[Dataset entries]
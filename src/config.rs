//! Render configuration.
//!
//! Every constant of the pipeline lives here instead of being scattered as
//! globals, so tests can render at alternate resolutions and geometries.

use glam::Vec3A;

use crate::sphere::Sphere;

/// Scene, camera, and image parameters for one render.
///
/// The same 3-tuple type serves as point, direction, and RGB color in [0,1];
/// the geometric and color math are genuinely identical operations.
#[derive(Debug, Clone, Copy)]
pub struct RenderConfig {
    /// Width over height of the output image.
    pub aspect_ratio: f32,
    /// Output image width in pixels; height is derived from the aspect ratio.
    pub image_width: u32,
    /// Height of the virtual image plane in world units.
    pub viewport_height: f32,
    /// Distance from the camera origin to the image plane.
    pub focal_length: f32,
    /// Camera position in world space.
    pub camera_origin: Vec3A,
    /// The single sphere in the scene.
    pub sphere: Sphere,
    /// Color returned for rays that intersect the sphere.
    pub hit_color: Vec3A,
    /// Gradient color at the bottom of the sky (rays pointing straight down).
    pub sky_bottom: Vec3A,
    /// Gradient color at the top of the sky (rays pointing straight up).
    pub sky_top: Vec3A,
}

impl Default for RenderConfig {
    fn default() -> Self {
        Self {
            aspect_ratio: 16.0 / 9.0,
            image_width: 1024,
            viewport_height: 2.0,
            focal_length: 1.0,
            camera_origin: Vec3A::ZERO,
            sphere: Sphere::new(Vec3A::new(0.0, 0.0, -1.0), 0.5),
            hit_color: Vec3A::new(1.0, 0.0, 0.0),
            sky_bottom: Vec3A::new(1.0, 1.0, 1.0),
            sky_top: Vec3A::new(0.5, 0.7, 1.0),
        }
    }
}

impl RenderConfig {
    /// Output image height derived from width and aspect ratio.
    ///
    /// Truncates toward zero and is clamped to at least one row.
    pub fn image_height(&self) -> u32 {
        let height = (self.image_width as f32 / self.aspect_ratio) as u32;
        height.max(1)
    }

    /// Width of the virtual image plane in world units.
    pub fn viewport_width(&self) -> f32 {
        self.viewport_height * self.aspect_ratio
    }
}

#[cfg(test)]
mod tests {
    use super::*;

    #[test]
    fn default_height_matches_aspect_ratio() {
        let config = RenderConfig::default();
        assert_eq!(config.image_height(), 576);
    }

    #[test]
    fn tiny_width_truncates_height() {
        // 4 / (16/9) = 2.25, truncated to 2 rows.
        let config = RenderConfig {
            image_width: 4,
            ..RenderConfig::default()
        };
        assert_eq!(config.image_height(), 2);
    }

    #[test]
    fn height_never_reaches_zero() {
        let config = RenderConfig {
            image_width: 1,
            ..RenderConfig::default()
        };
        assert_eq!(config.image_height(), 1);
    }
}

» INSTRUCTIONS TO FOLLOW: Please return every line of the records that contains the word "virtual".

» FINAL ANSWER:
    /// Height of the virtual image plane in world units.
    /// Width of the virtual image plane in world units.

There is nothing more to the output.